A lot of us love to explore and try out new things in bed, but what if you were only allowed to have sex in one position? People in Washington D.C. are allowed to consummate only in the missionary position. We only have one question: who is keeping a check and how?
- The Two-Finger Test in India
You will be surprised to know that this test was termed unconstitutional only in 2013. This test involves a medical practitioner inserting two fingers into the vagina of a rape survivor. They do this to check if the hymen is broken and to test the laxity of the vagina. If the rape survivors are habituated to sex as per the test results, it casts doubt on their allegation altogether.

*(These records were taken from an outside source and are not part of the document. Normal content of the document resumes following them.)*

//! Repository setup and transport subprocesses.

use std::path::Path;
use std::process::Stdio;

use anyhow::{bail, Context, Result};
use tokio::process::{Child, Command};
use tracing::{debug, info, instrument};

use crate::auth::AccessLevel;

// ---------------------------------------------------------------------------
// Transport services
// ---------------------------------------------------------------------------

/// The two Git transport commands a client can run over SSH.
#[derive(Debug, Clone, Copy, PartialEq, Eq)]
pub enum GitService {
    /// `git-upload-pack`: clone and fetch.
    UploadPack,
    /// `git-receive-pack`: push.
    ReceivePack,
}

impl GitService {
    /// Name as it appears in the SSH exec request.
    pub fn exec_name(self) -> &'static str {
        match self {
            Self::UploadPack => "git-upload-pack",
            Self::ReceivePack => "git-receive-pack",
        }
    }

    fn subcommand(self) -> &'static str {
        match self {
            Self::UploadPack => "upload-pack",
            Self::ReceivePack => "receive-pack",
        }
    }

    /// Capability a key must hold to run this service.
    pub fn required_access(self) -> AccessLevel {
        match self {
            Self::UploadPack => AccessLevel::ReadOnly,
            Self::ReceivePack => AccessLevel::ReadWrite,
        }
    }
}

/// Spawn `git <service> <repo>` with all three standard streams piped.
///
/// `git_protocol` is the client's `GIT_PROTOCOL` value, forwarded so the
/// service speaks the protocol version the client negotiated.
#[instrument(skip(repo), fields(repo = %repo.display()))]
pub fn spawn_service(service: GitService, repo: &Path, git_protocol: Option<&str>) -> Result<Child> {
    let mut cmd = Command::new("git");
    cmd.arg(service.subcommand());
    if service == GitService::UploadPack {
        cmd.arg("--strict");
    }
    cmd.arg(repo);

    if let Some(proto) = git_protocol {
        cmd.env("GIT_PROTOCOL", proto);
    }

    cmd.stdin(Stdio::piped())
        .stdout(Stdio::piped())
        .stderr(Stdio::piped());

    cmd.spawn()
        .with_context(|| format!("failed to spawn git {}", service.subcommand()))
}

// ---------------------------------------------------------------------------
// Setup
// ---------------------------------------------------------------------------

/// Whether `dir` is the top of a Git working tree.
pub fn is_worktree(dir: &Path) -> bool {
    dir.join(".git").exists()
}

/// Run `git clone --bare <src> <dest>`.
///
/// Returns `false` without touching anything when `dest` already exists.
#[instrument(fields(src = %src.display(), dest = %dest.display()))]
pub async fn git_clone_bare(src: &Path, dest: &Path) -> Result<bool> {
    if tokio::fs::try_exists(dest).await.unwrap_or(false) {
        info!("bare repository already exists, skipping clone");
        return Ok(false);
    }

    if let Some(parent) = dest.parent() {
        tokio::fs::create_dir_all(parent)
            .await
            .with_context(|| format!("failed to create directory {}", parent.display()))?;
    }

    debug!("spawning git clone --bare");

    let output = Command::new("git")
        .arg("clone")
        .arg("--bare")
        .arg(src)
        .arg(dest)
        .env("GIT_TERMINAL_PROMPT", "0")
        .stdin(Stdio::null())
        .stdout(Stdio::piped())
        .stderr(Stdio::piped())
        .output()
        .await
        .context("failed to spawn git clone --bare")?;

    if !output.status.success() {
        let stderr = String::from_utf8_lossy(&output.stderr);
        bail!(
            "git clone --bare failed (status {}): {}",
            output.status,
            stderr.trim(),
        );
    }

    info!("bare repository created");
    Ok(true)
}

Sex is supposed to be consensual, fun, relaxing, calming, safe and intimate. If it isn’t fulfilling even one of these prerequisites, you must not go through with it. The world benefits men in ways we are not even aware of, and in ways they won’t even acknowledge. Therefore, it becomes absolutely necessary for us to inform ourselves about everything uncomfortable and chaotic for security reasons.
We hope reading the article makes you question the systems in place as much as it did when we compiled it for you.